Exercise details:
Identify, in the records below, every line where the string "PermissionRegistry" appears, and copy each such line.

Extracted records:

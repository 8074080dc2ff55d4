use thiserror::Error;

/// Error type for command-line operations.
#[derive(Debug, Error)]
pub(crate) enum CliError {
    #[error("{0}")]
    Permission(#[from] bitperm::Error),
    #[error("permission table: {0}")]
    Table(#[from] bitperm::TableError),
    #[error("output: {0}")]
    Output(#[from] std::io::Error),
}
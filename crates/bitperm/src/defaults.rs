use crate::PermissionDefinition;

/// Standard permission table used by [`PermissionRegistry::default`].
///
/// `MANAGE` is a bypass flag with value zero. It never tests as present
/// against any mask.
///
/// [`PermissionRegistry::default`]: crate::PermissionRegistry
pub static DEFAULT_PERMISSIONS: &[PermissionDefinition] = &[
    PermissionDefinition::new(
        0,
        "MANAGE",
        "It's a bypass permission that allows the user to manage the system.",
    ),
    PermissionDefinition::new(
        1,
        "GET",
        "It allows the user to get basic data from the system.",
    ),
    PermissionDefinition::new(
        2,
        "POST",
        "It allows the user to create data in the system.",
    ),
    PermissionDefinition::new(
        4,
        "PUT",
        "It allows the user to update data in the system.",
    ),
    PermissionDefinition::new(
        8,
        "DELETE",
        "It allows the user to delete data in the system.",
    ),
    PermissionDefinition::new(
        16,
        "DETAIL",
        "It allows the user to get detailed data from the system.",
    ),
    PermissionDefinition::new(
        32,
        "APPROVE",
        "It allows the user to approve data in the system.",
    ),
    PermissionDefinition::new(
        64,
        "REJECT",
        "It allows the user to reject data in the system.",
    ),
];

---

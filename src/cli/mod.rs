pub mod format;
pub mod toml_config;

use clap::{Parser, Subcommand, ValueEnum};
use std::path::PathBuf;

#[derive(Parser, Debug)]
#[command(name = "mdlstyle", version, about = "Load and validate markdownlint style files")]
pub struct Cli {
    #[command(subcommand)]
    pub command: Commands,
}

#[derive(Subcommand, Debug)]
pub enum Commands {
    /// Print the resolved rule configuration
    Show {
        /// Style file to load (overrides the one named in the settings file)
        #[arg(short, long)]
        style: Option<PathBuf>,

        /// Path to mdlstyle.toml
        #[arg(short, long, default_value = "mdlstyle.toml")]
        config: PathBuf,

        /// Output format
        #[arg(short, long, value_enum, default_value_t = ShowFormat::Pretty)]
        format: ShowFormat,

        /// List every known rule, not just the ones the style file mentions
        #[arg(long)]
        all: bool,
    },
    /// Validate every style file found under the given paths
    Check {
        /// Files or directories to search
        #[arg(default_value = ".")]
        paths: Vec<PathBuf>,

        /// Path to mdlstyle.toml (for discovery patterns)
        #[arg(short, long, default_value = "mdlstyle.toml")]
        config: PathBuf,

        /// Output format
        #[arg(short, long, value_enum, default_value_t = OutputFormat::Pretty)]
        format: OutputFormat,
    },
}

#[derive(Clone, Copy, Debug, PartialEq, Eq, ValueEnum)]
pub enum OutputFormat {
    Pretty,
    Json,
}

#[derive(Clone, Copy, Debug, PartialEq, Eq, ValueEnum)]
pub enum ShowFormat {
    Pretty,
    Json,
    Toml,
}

* * *

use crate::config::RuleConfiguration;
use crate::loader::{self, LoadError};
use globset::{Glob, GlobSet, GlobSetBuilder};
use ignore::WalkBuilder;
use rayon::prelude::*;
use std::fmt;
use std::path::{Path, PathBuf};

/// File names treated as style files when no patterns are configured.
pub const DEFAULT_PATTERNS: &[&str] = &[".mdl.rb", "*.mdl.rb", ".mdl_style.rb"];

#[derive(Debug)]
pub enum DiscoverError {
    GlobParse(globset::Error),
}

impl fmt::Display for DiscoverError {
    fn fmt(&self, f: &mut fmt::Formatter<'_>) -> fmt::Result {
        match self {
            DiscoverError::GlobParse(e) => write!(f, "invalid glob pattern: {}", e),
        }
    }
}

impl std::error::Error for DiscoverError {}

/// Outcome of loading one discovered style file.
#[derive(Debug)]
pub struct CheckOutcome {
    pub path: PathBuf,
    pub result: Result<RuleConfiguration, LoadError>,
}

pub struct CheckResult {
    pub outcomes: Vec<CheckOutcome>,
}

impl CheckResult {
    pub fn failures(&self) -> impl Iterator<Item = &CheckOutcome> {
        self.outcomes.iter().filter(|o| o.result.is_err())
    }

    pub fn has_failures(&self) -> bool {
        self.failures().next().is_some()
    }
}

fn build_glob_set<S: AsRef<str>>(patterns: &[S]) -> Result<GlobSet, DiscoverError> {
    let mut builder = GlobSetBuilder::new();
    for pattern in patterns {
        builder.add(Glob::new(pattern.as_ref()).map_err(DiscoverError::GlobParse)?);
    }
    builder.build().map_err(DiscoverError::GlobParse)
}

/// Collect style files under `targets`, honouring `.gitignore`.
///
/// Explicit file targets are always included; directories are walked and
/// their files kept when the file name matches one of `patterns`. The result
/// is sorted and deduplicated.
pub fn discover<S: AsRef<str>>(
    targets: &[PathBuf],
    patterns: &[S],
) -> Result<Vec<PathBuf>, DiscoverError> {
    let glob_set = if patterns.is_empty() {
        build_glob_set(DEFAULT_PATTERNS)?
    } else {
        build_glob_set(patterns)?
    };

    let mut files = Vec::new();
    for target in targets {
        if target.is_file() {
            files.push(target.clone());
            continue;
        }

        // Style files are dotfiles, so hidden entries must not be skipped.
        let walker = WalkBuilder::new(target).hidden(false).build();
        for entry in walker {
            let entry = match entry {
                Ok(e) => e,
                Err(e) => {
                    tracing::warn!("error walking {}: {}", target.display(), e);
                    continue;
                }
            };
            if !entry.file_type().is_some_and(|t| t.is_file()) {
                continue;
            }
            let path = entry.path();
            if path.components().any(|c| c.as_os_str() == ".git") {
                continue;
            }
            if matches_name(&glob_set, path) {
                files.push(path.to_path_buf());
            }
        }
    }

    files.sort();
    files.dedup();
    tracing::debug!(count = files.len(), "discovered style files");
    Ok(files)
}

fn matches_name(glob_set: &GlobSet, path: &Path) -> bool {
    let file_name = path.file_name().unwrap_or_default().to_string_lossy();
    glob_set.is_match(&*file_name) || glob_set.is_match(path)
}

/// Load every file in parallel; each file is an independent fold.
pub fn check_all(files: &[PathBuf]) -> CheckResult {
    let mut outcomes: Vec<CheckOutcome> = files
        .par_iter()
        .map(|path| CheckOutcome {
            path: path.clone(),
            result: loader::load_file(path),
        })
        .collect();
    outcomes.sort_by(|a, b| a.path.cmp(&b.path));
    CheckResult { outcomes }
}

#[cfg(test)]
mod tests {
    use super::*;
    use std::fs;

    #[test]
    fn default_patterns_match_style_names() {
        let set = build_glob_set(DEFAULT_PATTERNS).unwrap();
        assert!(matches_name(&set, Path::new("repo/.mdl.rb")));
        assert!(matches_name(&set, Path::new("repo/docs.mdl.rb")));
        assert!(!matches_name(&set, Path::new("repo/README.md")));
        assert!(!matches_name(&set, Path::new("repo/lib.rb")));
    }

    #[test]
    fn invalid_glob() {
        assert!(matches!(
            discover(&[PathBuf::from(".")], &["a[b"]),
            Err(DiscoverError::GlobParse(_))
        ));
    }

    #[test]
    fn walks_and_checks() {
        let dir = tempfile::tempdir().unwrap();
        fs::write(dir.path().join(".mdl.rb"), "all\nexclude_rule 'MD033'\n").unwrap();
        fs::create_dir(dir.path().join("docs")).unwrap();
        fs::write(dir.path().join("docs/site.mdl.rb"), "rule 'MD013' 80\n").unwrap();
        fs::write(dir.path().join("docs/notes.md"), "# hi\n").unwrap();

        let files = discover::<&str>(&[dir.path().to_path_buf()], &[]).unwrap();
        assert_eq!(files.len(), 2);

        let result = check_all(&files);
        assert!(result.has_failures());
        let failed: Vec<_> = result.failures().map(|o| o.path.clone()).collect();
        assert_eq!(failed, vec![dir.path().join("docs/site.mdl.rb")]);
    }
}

Solution below:
/// Standard permission table used by [`PermissionRegistry::default`].
/// [`PermissionRegistry::default`]: crate::PermissionRegistry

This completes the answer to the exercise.